Recently, clients get problems when the Broker of our RDP server farm decides that the user should be redirected to another host. We use a broker and DNS round robin, no NLB or gateway.All RDP servers involved are Win2008R2, AD is Win2003.
The problem occurs with all modern clients (i.e., those with server authentication); changing the connectrion security from "negotiate" to "RDP" helps (though that brings back the old user experience of people having to enter their credentials
twice etc.).
The error message the clients get in case of redirection is (translated from German):
Remote desktop connection cannot connect to remote computer.
From the remote computer "myfarm" which you are trying to connect to you are redirected remote computer "somefarmmember.mydomain.local". It cannot be verified if both remote computers belong to the same remote desktop session host server
farm. You must use the farm name, not the computer name, if you want to make a connection to a remote desktop server farm.
Contact a network administrator to obtain support if you use a RDP connection that was prepared by the administrator.

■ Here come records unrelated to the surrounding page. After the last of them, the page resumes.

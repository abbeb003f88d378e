//! Notifications leave through the async dispatcher after commit; delivery
//! failures are counted and logged, never surfaced to the workflow.

use std::sync::Arc;
use std::time::Duration;

use mpx_notify::{NotificationDispatcher, NotificationKind};
use mpx_schemas::{Actor, OrderStatus};
use mpx_store::{EntityStore, MemoryStore};
use mpx_testkit::{bid, new_rfq, t0, FailingSink, RecordingSink};
use mpx_workflow::{RetryPolicy, TransitionRequest, Workflow};

#[tokio::test]
async fn failing_sink_does_not_roll_back_workflow() -> anyhow::Result<()> {
    let store: Arc<dyn EntityStore> = Arc::new(MemoryStore::new());
    let (dispatcher, worker) = NotificationDispatcher::spawn(Arc::new(FailingSink), 16);
    let stats = dispatcher.stats();
    let wf = Workflow::new(store, Arc::new(dispatcher), RetryPolicy::default());

    let owner = Actor::shipowner("so-1");
    let supplier = Actor::supplier("sup-1");
    let rfq = wf.rfqs().create(&owner, new_rfq("Paint 400l", 2), t0()).await?;
    let q = wf
        .quotations()
        .submit(&rfq.rfq_id, &supplier, &bid(3_200, "SGD"), t0() + chrono::Duration::hours(1))
        .await?;
    let order = wf
        .quotations()
        .accept(&q.quotation_id, &owner, t0() + chrono::Duration::hours(2))
        .await?;

    assert_eq!(wf.orders().get(&order.order_id).await?.order_id, order.order_id);
    assert_eq!(q.currency, "SGD");

    // dropping the workflow drops the last dispatcher handle; the worker
    // drains the queue and exits
    drop(wf);
    tokio::time::timeout(Duration::from_secs(5), worker).await??;
    assert_eq!(stats.failed(), 2);
    assert_eq!(stats.delivered(), 0);
    Ok(())
}

#[tokio::test]
async fn recording_sink_sees_counterparty_events() -> anyhow::Result<()> {
    let store: Arc<dyn EntityStore> = Arc::new(MemoryStore::new());
    let sink = Arc::new(RecordingSink::new());
    let (dispatcher, _worker) = NotificationDispatcher::spawn(sink.clone(), 16);
    let wf = Workflow::new(store, Arc::new(dispatcher), RetryPolicy::default());

    let owner = Actor::shipowner("so-1");
    let supplier = Actor::supplier("sup-1");
    let rfq = wf.rfqs().create(&owner, new_rfq("Paint 400l", 2), t0()).await?;
    let q = wf
        .quotations()
        .submit(&rfq.rfq_id, &supplier, &bid(3_200, "USD"), t0() + chrono::Duration::hours(1))
        .await?;
    let order = wf
        .quotations()
        .accept(&q.quotation_id, &owner, t0() + chrono::Duration::hours(2))
        .await?;
    wf.orders()
        .transition(
            &TransitionRequest {
                order_id: order.order_id.clone(),
                target: OrderStatus::PendingPayment,
                description: None,
                request_id: None,
            },
            &supplier,
            t0() + chrono::Duration::hours(3),
        )
        .await?;

    let got = sink.wait_for(3, Duration::from_secs(5)).await;
    let seen: Vec<(&str, NotificationKind)> = got
        .iter()
        .map(|n| (n.user_id.as_str(), n.kind))
        .collect();
    assert_eq!(
        seen,
        vec![
            ("so-1", NotificationKind::QuotationReceived),
            ("sup-1", NotificationKind::QuotationAccepted),
            ("so-1", NotificationKind::OrderStatusChanged),
        ]
    );
    assert_eq!(got[1].payload["orderId"], order.order_id.as_str());
    Ok(())
}
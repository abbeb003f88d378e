//! Notification dispatch for workflow events.
//!
//! Workflow code calls [`Notifier::notify`] after a transaction has
//! committed. The call never blocks and never fails: the notification is
//! pushed onto a bounded queue and a background worker hands it to a
//! [`NotificationSink`]. Sink errors and a full queue are logged and dropped;
//! they cannot reach the caller.

use std::sync::atomic::{AtomicU64, Ordering};
use std::sync::Arc;

use async_trait::async_trait;
use chrono::{DateTime, Utc};
use serde::{Deserialize, Serialize};
use serde_json::Value;
use tokio::sync::{broadcast, mpsc};
use tokio::task::JoinHandle;
use tracing::{debug, info, warn};

// ---------------------------------------------------------------------------
// Notification
// ---------------------------------------------------------------------------

#[derive(Debug, Clone, Copy, PartialEq, Eq, Hash, Serialize, Deserialize)]
#[serde(rename_all = "snake_case")]
pub enum NotificationKind {
    QuotationReceived,
    QuotationAccepted,
    QuotationRejected,
    OrderStatusChanged,
    PaymentUpdated,
}

impl NotificationKind {
    pub fn as_str(&self) -> &'static str {
        match self {
            NotificationKind::QuotationReceived => "quotation_received",
            NotificationKind::QuotationAccepted => "quotation_accepted",
            NotificationKind::QuotationRejected => "quotation_rejected",
            NotificationKind::OrderStatusChanged => "order_status_changed",
            NotificationKind::PaymentUpdated => "payment_updated",
        }
    }
}

#[derive(Debug, Clone, PartialEq, Serialize, Deserialize)]
#[serde(rename_all = "camelCase")]
pub struct Notification {
    pub user_id: String,
    pub kind: NotificationKind,
    pub payload: Value,
    pub created_at: DateTime<Utc>,
}

// ---------------------------------------------------------------------------
// Traits
// ---------------------------------------------------------------------------

/// Fire-and-forget entry point used by the workflow engine.
pub trait Notifier: Send + Sync {
    fn notify(&self, user_id: &str, kind: NotificationKind, payload: Value);
}

/// Final delivery target (push service, email relay, SSE bus, ...).
#[async_trait]
pub trait NotificationSink: Send + Sync {
    async fn deliver(&self, notification: &Notification) -> anyhow::Result<()>;
}

/// Discards everything. For tools that run the engine without delivery.
#[derive(Debug, Default, Clone, Copy)]
pub struct NullNotifier;

impl Notifier for NullNotifier {
    fn notify(&self, user_id: &str, kind: NotificationKind, _payload: Value) {
        debug!(user_id, kind = kind.as_str(), "notification discarded");
    }
}

/// Sink that only writes a log line per notification.
#[derive(Debug, Default, Clone, Copy)]
pub struct LogSink;

#[async_trait]
impl NotificationSink for LogSink {
    async fn deliver(&self, n: &Notification) -> anyhow::Result<()> {
        info!(user_id = %n.user_id, kind = n.kind.as_str(), "notification");
        Ok(())
    }
}

/// Fans notifications out to in-process subscribers (the daemon's SSE
/// stream). Having no subscriber is not a delivery failure.
#[derive(Debug, Clone)]
pub struct BroadcastSink {
    tx: broadcast::Sender<Notification>,
}

impl BroadcastSink {
    pub fn new(capacity: usize) -> Self {
        let (tx, _rx) = broadcast::channel(capacity.max(1));
        Self { tx }
    }

    pub fn subscribe(&self) -> broadcast::Receiver<Notification> {
        self.tx.subscribe()
    }
}

#[async_trait]
impl NotificationSink for BroadcastSink {
    async fn deliver(&self, n: &Notification) -> anyhow::Result<()> {
        if self.tx.send(n.clone()).is_err() {
            debug!(user_id = %n.user_id, kind = n.kind.as_str(), "no subscribers");
        }
        Ok(())
    }
}

// ---------------------------------------------------------------------------
// Dispatcher
// ---------------------------------------------------------------------------

/// Delivery counters, readable while the worker runs.
#[derive(Debug, Default)]
pub struct DispatchStats {
    delivered: AtomicU64,
    failed: AtomicU64,
    dropped: AtomicU64,
}

impl DispatchStats {
    pub fn delivered(&self) -> u64 {
        self.delivered.load(Ordering::Relaxed)
    }

    pub fn failed(&self) -> u64 {
        self.failed.load(Ordering::Relaxed)
    }

    /// Notifications refused because the queue was full or closed.
    pub fn dropped(&self) -> u64 {
        self.dropped.load(Ordering::Relaxed)
    }
}

/// Queue-backed [`Notifier`]. Must be created inside a Tokio runtime.
pub struct NotificationDispatcher {
    tx: mpsc::Sender<Notification>,
    stats: Arc<DispatchStats>,
}

impl NotificationDispatcher {
    /// Start the delivery worker. The worker exits once every dispatcher
    /// handle is dropped and the queue is drained.
    pub fn spawn(sink: Arc<dyn NotificationSink>, capacity: usize) -> (Self, JoinHandle<()>) {
        let (tx, mut rx) = mpsc::channel::<Notification>(capacity.max(1));
        let stats = Arc::new(DispatchStats::default());
        let worker_stats = Arc::clone(&stats);

        let handle = tokio::spawn(async move {
            while let Some(n) = rx.recv().await {
                match sink.deliver(&n).await {
                    Ok(()) => {
                        worker_stats.delivered.fetch_add(1, Ordering::Relaxed);
                    }
                    Err(err) => {
                        worker_stats.failed.fetch_add(1, Ordering::Relaxed);
                        warn!(
                            user_id = %n.user_id,
                            kind = n.kind.as_str(),
                            error = %err,
                            "notification delivery failed; dropped"
                        );
                    }
                }
            }
            debug!("notification worker stopped");
        });

        (Self { tx, stats }, handle)
    }

    pub fn stats(&self) -> Arc<DispatchStats> {
        Arc::clone(&self.stats)
    }
}

impl Notifier for NotificationDispatcher {
    fn notify(&self, user_id: &str, kind: NotificationKind, payload: Value) {
        let n = Notification {
            user_id: user_id.to_string(),
            kind,
            payload,
            created_at: Utc::now(),
        };
        if let Err(err) = self.tx.try_send(n) {
            self.stats.dropped.fetch_add(1, Ordering::Relaxed);
            warn!(user_id, kind = kind.as_str(), error = %err, "notification queue refused; dropped");
        }
    }
}
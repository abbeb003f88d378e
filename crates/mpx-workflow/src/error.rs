use mpx_audit::TimelineError;
use mpx_schemas::Document;
use mpx_store::StoreError;

/// Failure of a workflow operation.
///
/// Only [`WorkflowError::TransactionConflict`] is retried (by
/// [`run_transaction`](crate::run_transaction)); every other variant is
/// returned to the caller as-is.
#[derive(Debug, thiserror::Error)]
pub enum WorkflowError {
    /// Caller input is malformed. Message is shown verbatim.
    #[error("{0}")]
    Validation(String),

    #[error("{entity} {id} not found")]
    NotFound { entity: &'static str, id: String },

    /// The caller may not perform this action. Carries no detail.
    #[error("unauthorized")]
    Authorization,

    /// The entity exists but its current state forbids the action.
    #[error("{entity} {id} is {current}: {reason}")]
    InvalidState {
        entity: &'static str,
        id: String,
        current: String,
        reason: String,
    },

    /// A concurrent writer won; only surfaced once retries are exhausted.
    #[error("transaction conflict on {collection}/{id}")]
    TransactionConflict { collection: String, id: String },

    #[error("internal error: {0}")]
    Internal(String),
}

impl WorkflowError {
    pub fn validation(msg: impl Into<String>) -> Self {
        WorkflowError::Validation(msg.into())
    }

    pub fn not_found<D: Document>(id: &str) -> Self {
        WorkflowError::NotFound {
            entity: D::ENTITY,
            id: id.to_string(),
        }
    }

    pub fn invalid_state<D: Document>(
        id: &str,
        current: impl ToString,
        reason: impl Into<String>,
    ) -> Self {
        WorkflowError::InvalidState {
            entity: D::ENTITY,
            id: id.to_string(),
            current: current.to_string(),
            reason: reason.into(),
        }
    }

    pub fn is_conflict(&self) -> bool {
        matches!(self, WorkflowError::TransactionConflict { .. })
    }

    /// Current state carried by an `InvalidState` error.
    pub fn current_state(&self) -> Option<&str> {
        match self {
            WorkflowError::InvalidState { current, .. } => Some(current),
            _ => None,
        }
    }
}

impl From<StoreError> for WorkflowError {
    fn from(err: StoreError) -> Self {
        match err {
            StoreError::Conflict { collection, id } => {
                WorkflowError::TransactionConflict { collection, id }
            }
            other => WorkflowError::Internal(other.to_string()),
        }
    }
}

impl From<TimelineError> for WorkflowError {
    fn from(err: TimelineError) -> Self {
        WorkflowError::Internal(err.to_string())
    }
}
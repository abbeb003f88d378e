//! mpx-daemon entry point.
//!
//! Thin on purpose: load config, pick the store backend, build the shared
//! state, wire middleware and serve. Handlers live in `routes.rs`.
//!
//! Config layers come from `MPX_CONFIG` (comma-separated YAML paths,
//! later layers override earlier ones). Without it the daemon runs on the
//! built-in defaults: in-memory store on 127.0.0.1:8899.

use std::{net::SocketAddr, sync::Arc};

use anyhow::Context;
use axum::http::{HeaderValue, Method};
use mpx_config::{
    load_layered_yaml, load_layered_yaml_from_strings, report_unused_keys, secrets::resolve_secrets,
    ConfigSurface, EngineConfig, LoadedConfig, StoreBackend, UnusedKeyPolicy,
};
use mpx_daemon::{routes, state};
use mpx_store::{EntityStore, MemoryStore, PgStore};
use mpx_workflow::RetryPolicy;
use tower_http::{
    cors::CorsLayer,
    trace::{DefaultMakeSpan, DefaultOnResponse, TraceLayer},
};
use tracing::{info, warn, Level};

const ENV_CONFIG_PATHS: &str = "MPX_CONFIG";

#[tokio::main]
async fn main() -> anyhow::Result<()> {
    // Silent if the file does not exist; production injects env vars directly.
    let _ = dotenvy::from_filename(".env.local");

    init_tracing();

    let loaded = load_config()?;
    let cfg = loaded.engine()?;
    info!(config_hash = %loaded.config_hash, "config loaded");

    let report = report_unused_keys(ConfigSurface::Daemon, &loaded.config_json, UnusedKeyPolicy::Warn)?;
    if !report.is_clean() {
        warn!(unused = ?report.unused_leaf_pointers, "config has keys the daemon does not read");
    }

    let store = open_store(&cfg).await?;
    let retry = RetryPolicy::new(
        cfg.transactions.max_attempts,
        cfg.transactions.base_backoff_ms,
        cfg.transactions.max_backoff_ms,
    );
    let shared = Arc::new(state::AppState::new(
        store,
        retry,
        cfg.notifications.queue_capacity,
    ));

    let app = routes::build_router(Arc::clone(&shared))
        .layer(
            TraceLayer::new_for_http()
                .make_span_with(DefaultMakeSpan::new().level(Level::INFO))
                .on_response(DefaultOnResponse::new().level(Level::INFO)),
        )
        .layer(cors_localhost_only());

    let addr: SocketAddr = cfg
        .daemon
        .effective_bind_addr()
        .parse()
        .context("daemon bind address is not a socket address")?;
    info!("mpx-daemon listening on http://{}", addr);

    axum::serve(tokio::net::TcpListener::bind(addr).await?, app)
        .with_graceful_shutdown(shutdown_signal())
        .await
        .context("server crashed")?;

    Ok(())
}

fn init_tracing() {
    tracing_subscriber::fmt()
        .with_env_filter(
            tracing_subscriber::EnvFilter::try_from_default_env().unwrap_or_else(|_| "info".into()),
        )
        .init();
}

fn load_config() -> anyhow::Result<LoadedConfig> {
    match std::env::var(ENV_CONFIG_PATHS) {
        Ok(v) if !v.trim().is_empty() => {
            let paths: Vec<&str> = v.split(',').map(str::trim).filter(|p| !p.is_empty()).collect();
            load_layered_yaml(&paths)
        }
        _ => load_layered_yaml_from_strings(&["{}"]),
    }
}

async fn open_store(cfg: &EngineConfig) -> anyhow::Result<Arc<dyn EntityStore>> {
    let secrets = resolve_secrets(cfg)?;
    match cfg.store.backend {
        StoreBackend::Memory => {
            warn!("memory store: state is lost on restart");
            Ok(Arc::new(MemoryStore::new()))
        }
        StoreBackend::Postgres => {
            let url = secrets
                .database_url
                .context("postgres backend selected without a database url")?;
            let pool = mpx_store::connect(&url, cfg.store.max_connections).await?;
            let store = PgStore::new(pool);
            store.migrate().await?;
            info!("postgres store ready");
            Ok(Arc::new(store))
        }
    }
}

async fn shutdown_signal() {
    if let Err(err) = tokio::signal::ctrl_c().await {
        warn!(error = %err, "ctrl-c handler failed; running until killed");
        std::future::pending::<()>().await;
    }
    info!("shutdown requested");
}

/// CORS: allow only localhost origins.
fn cors_localhost_only() -> CorsLayer {
    let allowed_origins = [
        "http://localhost",
        "http://127.0.0.1",
        "http://localhost:3000",
        "http://127.0.0.1:3000",
        "http://localhost:5173",
        "http://127.0.0.1:5173",
    ];

    let origins: Vec<HeaderValue> = allowed_origins
        .iter()
        .filter_map(|o| HeaderValue::from_str(o).ok())
        .collect();

    CorsLayer::new()
        .allow_origin(origins)
        .allow_methods([Method::GET, Method::POST])
        .allow_headers(tower_http::cors::Any)
}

If you want to connect with a specific farm member for administration purposes, use "mstsc /admin" at the command prompt.
In my test farm, I can even enforce this error message by blocking one server ("Do not accept logins until reboot") and let DNS resolve "myfarm" only to the IP of this blocked server (so that the broker will always decide to redirect).
What we see in the logs of the broker is that the redirection seems to take place correctly, but after some simeout the broker notices that the expected login to the redirected host did not occur.
What can be the problem? How can I debug more closely how that failed verification mentioned in the error message takes place? At least I am unable to see anything that seems to be related to the problem in any of my event logs
What might we have done to break things? Two months ago, we wanted to begin our migration from AD2003 to AD2012. A new Win2012 server was added and DNS and AD roles installed without any problems. Later we were unhappy with the new server in general
and demoted and removed it - sucessfully as far as I can tell. While this process must have permanently "modernized" the schema and all, I cannot really assume that this process is the root cause of our porblems (also, the time the error behaviour
stated was not directly related), but some side-effects might be perhaps?
Regards
Hagen
UPDATE
Things are getting weird: As of now some lucky users function, i.e. they go through the following steps:
- Start "mstsc"
- enter the farm name and "connect"
- enter their credentials and "OK"
- accept the warning about the certificate of the first contact rdp host (I let warnings on deliberately to easily see which hosts get tried)
- accept the warning about the certificate of the second rdp host
- huzzah!
Other (unlucky) users get only to point 3 (i.e., they are never even presented the server certificate warning) and get a "failed login" message upon hitting "OK". They can try again and again - only entering a different username/password
(one of the lucky ones) will help.
Originally I had just one lucky user. It seems that one can (temporarily?) turn an unlucky user into a lucky user by doing "mstsc /admin" once to the destination rdp server (and logout again). This procedure was even needed to make Administrator
work! It seems that at any moment I can have at most two lucky accounts - trying to make a third one lucky makes one of the others unlucky ...
A login attempt by an unlucky user leaves the following trace in the corresponding rdp host: In Eventlog "security" there is an Event 4625
>An account failed to log on.
>
>Subject:
> Security ID: NULL SID
> Account Name: -
> Account Domain: -
> Logon ID: 0x0
>Logon Type: 3
>Account For Which Logon Failed:
> Security ID: NULL SID
> Account Name: <unlucky username>
> Account Domain: <domain>
>Failure Information:
> Failure Reason: An error occured during login.
> Status: 0xc000006d
> Sub Status: 0x0
>Process Information:
> Caller Process ID: 0x0
> Caller Process Name: -
>Network Information:
> Workstation Name: <workstation name>
> Source Network Address: -
> Source Port: -
>Detailed Authentication Information:
> Logon Process: NtLmSsp
> Authentication Package: NTLM
> Transited Services: -
> Package Name (NTLM only): -
> Key Length: 0
I find the many gaps (e.g., Source network addess) and all those NULL SIDs disturbing.